Search the records for the word "only" and copy each line in which it appears.

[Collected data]
<<<<
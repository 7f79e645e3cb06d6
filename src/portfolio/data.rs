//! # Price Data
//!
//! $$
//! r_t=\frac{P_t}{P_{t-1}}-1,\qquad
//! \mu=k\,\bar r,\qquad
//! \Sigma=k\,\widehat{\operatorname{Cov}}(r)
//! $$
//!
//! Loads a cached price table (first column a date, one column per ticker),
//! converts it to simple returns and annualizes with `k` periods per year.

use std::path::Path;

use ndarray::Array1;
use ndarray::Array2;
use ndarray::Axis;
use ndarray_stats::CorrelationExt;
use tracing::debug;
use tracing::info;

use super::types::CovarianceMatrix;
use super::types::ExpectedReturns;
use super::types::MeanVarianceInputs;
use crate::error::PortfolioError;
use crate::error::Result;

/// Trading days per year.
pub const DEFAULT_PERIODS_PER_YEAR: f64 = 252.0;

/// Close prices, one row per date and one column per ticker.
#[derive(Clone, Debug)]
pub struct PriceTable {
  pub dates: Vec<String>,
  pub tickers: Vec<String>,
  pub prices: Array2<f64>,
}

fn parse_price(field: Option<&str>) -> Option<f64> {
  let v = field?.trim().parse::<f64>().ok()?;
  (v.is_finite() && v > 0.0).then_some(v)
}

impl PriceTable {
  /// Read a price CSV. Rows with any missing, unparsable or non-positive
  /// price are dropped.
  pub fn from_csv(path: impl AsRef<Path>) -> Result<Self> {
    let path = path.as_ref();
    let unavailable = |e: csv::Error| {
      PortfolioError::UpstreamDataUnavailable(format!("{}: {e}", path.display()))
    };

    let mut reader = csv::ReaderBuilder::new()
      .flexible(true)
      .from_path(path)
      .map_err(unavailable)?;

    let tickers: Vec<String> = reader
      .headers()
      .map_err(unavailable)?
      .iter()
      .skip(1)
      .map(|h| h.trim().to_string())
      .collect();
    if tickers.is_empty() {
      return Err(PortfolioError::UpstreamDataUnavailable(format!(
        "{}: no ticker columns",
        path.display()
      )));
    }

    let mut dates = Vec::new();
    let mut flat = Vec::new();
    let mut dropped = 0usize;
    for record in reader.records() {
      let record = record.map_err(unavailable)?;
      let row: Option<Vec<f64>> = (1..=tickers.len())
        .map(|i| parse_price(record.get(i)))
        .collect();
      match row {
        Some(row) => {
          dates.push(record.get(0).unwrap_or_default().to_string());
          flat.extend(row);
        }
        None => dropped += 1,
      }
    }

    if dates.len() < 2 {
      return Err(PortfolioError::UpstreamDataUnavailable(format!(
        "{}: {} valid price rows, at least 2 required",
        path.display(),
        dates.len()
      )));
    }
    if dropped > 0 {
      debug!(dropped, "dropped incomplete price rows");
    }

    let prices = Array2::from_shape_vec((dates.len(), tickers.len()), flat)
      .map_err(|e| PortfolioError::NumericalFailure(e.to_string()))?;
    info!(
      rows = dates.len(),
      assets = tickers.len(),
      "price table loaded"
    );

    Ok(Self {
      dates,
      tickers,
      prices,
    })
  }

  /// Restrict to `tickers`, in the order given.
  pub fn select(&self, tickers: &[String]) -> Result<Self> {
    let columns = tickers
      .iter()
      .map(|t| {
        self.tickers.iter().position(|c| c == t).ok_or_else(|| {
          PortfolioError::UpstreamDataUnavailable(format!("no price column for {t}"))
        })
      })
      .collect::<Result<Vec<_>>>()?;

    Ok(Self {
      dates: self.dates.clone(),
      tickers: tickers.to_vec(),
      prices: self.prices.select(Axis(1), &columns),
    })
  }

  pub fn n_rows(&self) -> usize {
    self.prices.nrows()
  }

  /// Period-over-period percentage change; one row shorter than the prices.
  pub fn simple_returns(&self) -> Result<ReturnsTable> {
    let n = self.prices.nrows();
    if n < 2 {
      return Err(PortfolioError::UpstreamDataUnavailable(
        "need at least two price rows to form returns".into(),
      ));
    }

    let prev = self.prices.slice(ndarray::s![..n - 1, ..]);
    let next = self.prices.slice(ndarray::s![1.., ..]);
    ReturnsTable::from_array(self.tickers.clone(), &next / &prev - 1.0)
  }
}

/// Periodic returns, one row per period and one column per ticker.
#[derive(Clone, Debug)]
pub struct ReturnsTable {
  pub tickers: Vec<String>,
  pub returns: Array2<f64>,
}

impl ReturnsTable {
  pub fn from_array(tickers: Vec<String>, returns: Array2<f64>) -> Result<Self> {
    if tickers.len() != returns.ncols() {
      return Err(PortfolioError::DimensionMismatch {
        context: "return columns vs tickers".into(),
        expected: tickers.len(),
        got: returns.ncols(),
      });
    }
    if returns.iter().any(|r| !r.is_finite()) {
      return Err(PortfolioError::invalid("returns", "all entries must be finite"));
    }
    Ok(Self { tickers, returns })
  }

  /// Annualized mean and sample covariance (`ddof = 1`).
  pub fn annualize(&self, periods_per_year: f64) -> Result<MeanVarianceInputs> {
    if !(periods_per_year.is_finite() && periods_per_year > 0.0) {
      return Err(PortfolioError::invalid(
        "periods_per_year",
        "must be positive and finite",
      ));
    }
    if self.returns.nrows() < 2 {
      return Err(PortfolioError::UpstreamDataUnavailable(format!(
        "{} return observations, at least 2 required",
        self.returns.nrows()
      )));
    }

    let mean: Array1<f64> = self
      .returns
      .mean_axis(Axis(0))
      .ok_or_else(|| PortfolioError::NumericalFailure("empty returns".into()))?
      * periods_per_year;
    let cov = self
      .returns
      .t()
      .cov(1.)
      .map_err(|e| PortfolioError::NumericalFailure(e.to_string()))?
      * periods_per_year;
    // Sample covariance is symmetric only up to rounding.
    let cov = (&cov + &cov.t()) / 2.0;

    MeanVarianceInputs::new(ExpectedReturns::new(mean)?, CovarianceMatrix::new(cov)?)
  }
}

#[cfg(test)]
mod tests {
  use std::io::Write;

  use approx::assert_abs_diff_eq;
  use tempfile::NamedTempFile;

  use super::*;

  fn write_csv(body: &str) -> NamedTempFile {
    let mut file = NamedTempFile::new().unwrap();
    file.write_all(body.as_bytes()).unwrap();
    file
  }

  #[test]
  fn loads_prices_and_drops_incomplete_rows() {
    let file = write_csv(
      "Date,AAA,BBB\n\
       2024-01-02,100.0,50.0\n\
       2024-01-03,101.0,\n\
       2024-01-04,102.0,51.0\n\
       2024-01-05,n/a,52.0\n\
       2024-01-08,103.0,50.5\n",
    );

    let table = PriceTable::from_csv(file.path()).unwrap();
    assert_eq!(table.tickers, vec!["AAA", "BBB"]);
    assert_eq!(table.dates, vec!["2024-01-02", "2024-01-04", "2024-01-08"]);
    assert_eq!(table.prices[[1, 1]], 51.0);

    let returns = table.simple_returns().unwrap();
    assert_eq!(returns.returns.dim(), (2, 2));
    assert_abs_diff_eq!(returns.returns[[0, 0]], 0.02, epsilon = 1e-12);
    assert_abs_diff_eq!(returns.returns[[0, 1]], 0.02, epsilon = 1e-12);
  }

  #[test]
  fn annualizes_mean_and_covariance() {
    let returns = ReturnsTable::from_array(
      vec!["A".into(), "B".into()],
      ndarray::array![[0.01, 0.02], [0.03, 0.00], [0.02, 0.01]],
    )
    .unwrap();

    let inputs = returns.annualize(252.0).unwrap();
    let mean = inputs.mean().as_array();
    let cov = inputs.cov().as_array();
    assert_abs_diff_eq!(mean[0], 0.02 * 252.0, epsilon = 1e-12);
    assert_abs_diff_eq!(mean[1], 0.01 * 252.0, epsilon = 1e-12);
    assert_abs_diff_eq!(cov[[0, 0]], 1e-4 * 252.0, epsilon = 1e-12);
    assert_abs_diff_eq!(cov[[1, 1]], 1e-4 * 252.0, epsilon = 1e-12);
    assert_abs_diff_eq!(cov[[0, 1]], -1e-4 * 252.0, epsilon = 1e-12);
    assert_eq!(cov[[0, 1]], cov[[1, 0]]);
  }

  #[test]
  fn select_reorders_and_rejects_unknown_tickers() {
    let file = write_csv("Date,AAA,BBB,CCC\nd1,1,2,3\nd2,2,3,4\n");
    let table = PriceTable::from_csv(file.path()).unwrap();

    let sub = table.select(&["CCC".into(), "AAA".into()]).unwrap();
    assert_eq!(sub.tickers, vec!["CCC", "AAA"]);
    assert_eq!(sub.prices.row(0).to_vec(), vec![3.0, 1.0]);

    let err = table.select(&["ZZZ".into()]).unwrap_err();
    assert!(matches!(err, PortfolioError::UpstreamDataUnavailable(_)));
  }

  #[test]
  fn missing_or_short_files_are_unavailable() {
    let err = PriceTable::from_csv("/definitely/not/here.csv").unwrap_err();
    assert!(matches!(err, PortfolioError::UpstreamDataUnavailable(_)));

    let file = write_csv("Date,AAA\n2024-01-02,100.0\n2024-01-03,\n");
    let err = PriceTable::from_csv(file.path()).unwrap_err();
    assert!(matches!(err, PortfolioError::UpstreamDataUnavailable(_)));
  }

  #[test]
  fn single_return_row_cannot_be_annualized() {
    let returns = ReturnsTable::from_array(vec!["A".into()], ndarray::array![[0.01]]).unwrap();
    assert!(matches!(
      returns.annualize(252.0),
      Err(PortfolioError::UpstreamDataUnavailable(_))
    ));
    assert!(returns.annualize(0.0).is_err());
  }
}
>>>>
<<<<
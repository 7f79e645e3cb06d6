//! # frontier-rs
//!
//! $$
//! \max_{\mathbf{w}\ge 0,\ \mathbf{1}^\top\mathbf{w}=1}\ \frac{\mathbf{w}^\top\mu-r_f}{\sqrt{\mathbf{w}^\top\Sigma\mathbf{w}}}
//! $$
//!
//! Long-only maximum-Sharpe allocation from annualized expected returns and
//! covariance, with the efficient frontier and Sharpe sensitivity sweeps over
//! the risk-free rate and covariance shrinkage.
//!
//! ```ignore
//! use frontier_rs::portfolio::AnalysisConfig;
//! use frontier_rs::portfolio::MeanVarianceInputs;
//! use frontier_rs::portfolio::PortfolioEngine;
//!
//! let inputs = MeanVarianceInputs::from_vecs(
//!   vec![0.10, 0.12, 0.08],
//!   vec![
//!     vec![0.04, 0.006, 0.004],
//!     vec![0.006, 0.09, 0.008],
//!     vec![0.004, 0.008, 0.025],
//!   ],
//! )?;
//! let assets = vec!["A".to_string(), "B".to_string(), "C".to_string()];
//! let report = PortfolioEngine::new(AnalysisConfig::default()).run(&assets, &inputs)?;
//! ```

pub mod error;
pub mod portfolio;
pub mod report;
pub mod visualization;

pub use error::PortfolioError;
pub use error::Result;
>>>>
<<<<
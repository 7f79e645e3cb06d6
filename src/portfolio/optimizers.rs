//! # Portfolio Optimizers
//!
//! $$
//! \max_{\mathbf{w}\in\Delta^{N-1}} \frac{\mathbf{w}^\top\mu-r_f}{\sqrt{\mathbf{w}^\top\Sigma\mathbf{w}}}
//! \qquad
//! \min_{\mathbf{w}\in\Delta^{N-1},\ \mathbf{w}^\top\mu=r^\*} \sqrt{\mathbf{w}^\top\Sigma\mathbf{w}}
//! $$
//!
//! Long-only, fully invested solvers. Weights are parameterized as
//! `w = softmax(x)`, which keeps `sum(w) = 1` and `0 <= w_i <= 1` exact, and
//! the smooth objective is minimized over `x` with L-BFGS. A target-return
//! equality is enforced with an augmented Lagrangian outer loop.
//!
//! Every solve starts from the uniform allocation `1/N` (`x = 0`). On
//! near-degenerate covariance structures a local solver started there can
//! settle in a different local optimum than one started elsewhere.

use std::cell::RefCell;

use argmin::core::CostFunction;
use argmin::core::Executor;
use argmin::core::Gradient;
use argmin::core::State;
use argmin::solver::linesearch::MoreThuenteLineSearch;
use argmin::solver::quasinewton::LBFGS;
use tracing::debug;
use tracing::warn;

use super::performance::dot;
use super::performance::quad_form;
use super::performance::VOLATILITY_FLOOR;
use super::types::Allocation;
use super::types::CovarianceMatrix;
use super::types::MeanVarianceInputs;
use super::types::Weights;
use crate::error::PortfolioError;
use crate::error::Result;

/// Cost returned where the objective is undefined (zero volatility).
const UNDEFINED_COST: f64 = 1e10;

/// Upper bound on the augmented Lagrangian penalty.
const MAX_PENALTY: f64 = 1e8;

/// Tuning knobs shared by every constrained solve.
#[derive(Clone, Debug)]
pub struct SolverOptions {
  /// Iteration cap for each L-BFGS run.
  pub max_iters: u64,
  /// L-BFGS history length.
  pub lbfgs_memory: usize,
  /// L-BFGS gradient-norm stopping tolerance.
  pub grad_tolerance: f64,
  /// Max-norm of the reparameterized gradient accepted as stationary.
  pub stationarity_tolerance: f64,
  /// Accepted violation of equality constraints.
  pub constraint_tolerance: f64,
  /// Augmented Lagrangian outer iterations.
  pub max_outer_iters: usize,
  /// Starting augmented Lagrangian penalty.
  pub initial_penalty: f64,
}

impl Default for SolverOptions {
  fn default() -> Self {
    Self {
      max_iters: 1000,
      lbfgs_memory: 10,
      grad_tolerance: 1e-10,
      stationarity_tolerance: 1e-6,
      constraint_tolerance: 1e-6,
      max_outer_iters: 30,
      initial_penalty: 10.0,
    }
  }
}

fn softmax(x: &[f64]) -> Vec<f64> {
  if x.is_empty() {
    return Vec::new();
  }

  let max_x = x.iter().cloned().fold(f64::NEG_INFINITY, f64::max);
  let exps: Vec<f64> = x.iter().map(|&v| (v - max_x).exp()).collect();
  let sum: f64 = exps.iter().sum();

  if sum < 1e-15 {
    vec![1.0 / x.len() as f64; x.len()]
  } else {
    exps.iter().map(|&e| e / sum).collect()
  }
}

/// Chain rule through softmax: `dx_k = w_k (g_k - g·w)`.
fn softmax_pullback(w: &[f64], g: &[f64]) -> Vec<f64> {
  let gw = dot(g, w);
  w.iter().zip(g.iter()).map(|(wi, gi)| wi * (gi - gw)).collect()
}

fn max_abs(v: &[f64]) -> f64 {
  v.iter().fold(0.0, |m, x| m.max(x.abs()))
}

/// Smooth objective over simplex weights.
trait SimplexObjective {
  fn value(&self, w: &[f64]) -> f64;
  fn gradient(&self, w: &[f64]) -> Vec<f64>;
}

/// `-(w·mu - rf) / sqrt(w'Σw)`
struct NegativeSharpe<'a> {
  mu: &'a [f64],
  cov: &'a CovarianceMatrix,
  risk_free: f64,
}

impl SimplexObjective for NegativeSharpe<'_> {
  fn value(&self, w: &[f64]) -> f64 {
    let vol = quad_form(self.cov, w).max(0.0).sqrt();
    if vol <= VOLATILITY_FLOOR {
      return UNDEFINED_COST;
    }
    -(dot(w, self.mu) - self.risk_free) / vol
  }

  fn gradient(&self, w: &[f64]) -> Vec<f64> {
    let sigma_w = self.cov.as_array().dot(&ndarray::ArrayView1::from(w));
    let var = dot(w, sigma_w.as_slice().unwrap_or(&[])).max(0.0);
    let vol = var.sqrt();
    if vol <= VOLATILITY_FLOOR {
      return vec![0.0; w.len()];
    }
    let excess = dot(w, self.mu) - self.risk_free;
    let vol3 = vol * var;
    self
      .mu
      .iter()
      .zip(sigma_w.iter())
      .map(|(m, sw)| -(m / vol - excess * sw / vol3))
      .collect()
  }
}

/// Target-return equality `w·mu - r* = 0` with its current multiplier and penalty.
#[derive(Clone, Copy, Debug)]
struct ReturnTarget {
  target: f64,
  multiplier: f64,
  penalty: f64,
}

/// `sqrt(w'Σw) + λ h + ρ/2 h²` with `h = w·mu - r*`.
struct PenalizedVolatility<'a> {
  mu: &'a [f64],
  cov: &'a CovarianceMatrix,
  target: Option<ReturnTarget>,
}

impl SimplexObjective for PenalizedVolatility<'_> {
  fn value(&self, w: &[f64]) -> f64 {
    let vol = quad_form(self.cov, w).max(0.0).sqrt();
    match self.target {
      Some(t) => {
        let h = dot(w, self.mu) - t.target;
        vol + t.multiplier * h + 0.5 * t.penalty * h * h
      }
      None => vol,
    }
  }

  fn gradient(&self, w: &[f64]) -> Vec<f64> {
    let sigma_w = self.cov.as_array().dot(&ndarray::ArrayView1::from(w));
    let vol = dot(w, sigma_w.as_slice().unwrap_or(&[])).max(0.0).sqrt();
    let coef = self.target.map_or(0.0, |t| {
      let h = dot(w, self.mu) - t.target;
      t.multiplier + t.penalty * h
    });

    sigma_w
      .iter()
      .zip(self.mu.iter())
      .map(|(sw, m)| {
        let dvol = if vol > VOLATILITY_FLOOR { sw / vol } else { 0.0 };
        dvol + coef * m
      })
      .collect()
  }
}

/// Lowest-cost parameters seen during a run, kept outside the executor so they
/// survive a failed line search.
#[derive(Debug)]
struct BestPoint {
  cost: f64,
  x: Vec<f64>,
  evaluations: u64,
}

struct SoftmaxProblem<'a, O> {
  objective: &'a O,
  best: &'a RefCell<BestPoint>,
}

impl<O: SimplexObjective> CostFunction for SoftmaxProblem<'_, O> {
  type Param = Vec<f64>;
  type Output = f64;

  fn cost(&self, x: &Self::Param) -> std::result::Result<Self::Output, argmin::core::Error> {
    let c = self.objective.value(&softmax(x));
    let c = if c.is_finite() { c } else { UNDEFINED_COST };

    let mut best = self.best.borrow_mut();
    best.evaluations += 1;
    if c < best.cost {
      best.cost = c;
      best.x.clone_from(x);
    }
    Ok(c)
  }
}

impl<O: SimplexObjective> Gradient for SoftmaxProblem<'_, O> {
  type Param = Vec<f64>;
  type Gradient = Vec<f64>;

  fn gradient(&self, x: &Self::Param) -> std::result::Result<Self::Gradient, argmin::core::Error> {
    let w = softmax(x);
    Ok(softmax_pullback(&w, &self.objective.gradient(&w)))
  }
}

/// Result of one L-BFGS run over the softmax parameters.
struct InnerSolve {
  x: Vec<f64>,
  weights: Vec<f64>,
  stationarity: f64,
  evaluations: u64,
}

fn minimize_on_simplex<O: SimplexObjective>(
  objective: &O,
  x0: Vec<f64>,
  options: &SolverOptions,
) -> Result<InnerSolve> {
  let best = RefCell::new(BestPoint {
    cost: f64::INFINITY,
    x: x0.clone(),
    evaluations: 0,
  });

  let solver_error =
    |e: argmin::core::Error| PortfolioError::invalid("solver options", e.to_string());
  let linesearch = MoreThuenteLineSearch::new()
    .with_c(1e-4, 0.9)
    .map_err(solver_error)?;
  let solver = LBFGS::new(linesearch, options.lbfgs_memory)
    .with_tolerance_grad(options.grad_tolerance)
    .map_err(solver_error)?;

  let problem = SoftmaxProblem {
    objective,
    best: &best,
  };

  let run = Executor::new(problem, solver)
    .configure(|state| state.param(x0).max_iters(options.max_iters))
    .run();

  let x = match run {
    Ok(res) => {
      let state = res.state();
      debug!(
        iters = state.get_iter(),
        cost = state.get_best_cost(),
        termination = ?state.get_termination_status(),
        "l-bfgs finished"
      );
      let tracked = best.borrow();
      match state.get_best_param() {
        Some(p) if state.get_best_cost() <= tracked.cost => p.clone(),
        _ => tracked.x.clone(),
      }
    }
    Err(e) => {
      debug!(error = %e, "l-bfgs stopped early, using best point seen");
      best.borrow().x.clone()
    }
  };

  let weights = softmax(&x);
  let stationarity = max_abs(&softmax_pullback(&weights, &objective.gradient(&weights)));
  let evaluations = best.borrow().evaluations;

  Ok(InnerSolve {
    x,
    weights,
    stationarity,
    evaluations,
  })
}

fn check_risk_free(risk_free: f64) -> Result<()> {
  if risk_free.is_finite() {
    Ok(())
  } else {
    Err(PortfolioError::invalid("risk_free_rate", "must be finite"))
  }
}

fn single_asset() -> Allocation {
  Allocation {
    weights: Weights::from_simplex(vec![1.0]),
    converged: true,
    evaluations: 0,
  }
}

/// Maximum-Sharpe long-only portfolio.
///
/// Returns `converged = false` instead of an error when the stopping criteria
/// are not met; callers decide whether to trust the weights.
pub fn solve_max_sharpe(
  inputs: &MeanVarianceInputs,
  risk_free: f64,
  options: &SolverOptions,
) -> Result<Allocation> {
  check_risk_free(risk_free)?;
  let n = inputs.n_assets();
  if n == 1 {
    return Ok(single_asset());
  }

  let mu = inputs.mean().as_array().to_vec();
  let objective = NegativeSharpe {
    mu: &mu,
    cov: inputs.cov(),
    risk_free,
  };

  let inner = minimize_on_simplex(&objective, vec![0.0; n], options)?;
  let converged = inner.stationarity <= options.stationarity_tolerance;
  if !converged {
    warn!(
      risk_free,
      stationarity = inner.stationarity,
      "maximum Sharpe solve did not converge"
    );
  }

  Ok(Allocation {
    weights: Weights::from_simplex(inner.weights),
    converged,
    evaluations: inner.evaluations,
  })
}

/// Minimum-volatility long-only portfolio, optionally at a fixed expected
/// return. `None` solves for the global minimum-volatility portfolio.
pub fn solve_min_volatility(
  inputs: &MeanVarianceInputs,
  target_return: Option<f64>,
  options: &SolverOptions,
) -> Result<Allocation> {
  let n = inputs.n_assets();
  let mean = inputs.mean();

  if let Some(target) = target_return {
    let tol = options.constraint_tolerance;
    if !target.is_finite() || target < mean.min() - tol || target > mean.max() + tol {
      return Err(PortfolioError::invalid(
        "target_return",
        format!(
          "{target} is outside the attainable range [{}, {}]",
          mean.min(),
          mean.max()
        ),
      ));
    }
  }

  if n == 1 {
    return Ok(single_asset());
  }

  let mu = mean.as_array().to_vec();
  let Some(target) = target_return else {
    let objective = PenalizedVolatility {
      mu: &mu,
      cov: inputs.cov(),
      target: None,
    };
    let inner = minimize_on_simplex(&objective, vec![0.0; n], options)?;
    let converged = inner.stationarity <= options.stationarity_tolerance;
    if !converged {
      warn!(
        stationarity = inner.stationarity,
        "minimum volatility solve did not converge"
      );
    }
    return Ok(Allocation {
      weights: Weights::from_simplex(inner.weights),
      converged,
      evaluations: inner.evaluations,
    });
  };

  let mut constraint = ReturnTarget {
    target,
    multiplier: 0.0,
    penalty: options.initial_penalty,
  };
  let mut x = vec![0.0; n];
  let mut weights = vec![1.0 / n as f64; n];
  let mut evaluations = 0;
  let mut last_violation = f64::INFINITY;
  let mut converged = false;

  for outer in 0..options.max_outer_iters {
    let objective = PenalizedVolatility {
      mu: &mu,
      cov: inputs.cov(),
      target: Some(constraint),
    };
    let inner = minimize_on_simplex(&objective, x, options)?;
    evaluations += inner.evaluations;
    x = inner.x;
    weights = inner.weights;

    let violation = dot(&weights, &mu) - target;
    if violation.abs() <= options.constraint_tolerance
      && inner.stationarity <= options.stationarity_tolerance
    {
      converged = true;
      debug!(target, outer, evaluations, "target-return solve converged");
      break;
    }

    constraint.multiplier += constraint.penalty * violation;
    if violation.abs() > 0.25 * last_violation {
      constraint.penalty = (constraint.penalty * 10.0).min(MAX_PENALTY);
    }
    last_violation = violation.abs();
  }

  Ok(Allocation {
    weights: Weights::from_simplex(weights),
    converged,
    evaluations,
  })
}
>>>>
→ The completed task
    // Sample covariance is symmetric only up to rounding.
//! Long-only maximum-Sharpe allocation from annualized expected returns and
//! Long-only, fully invested solvers. Weights are parameterized as
/// Maximum-Sharpe long-only portfolio.
/// Minimum-volatility long-only portfolio, optionally at a fixed expected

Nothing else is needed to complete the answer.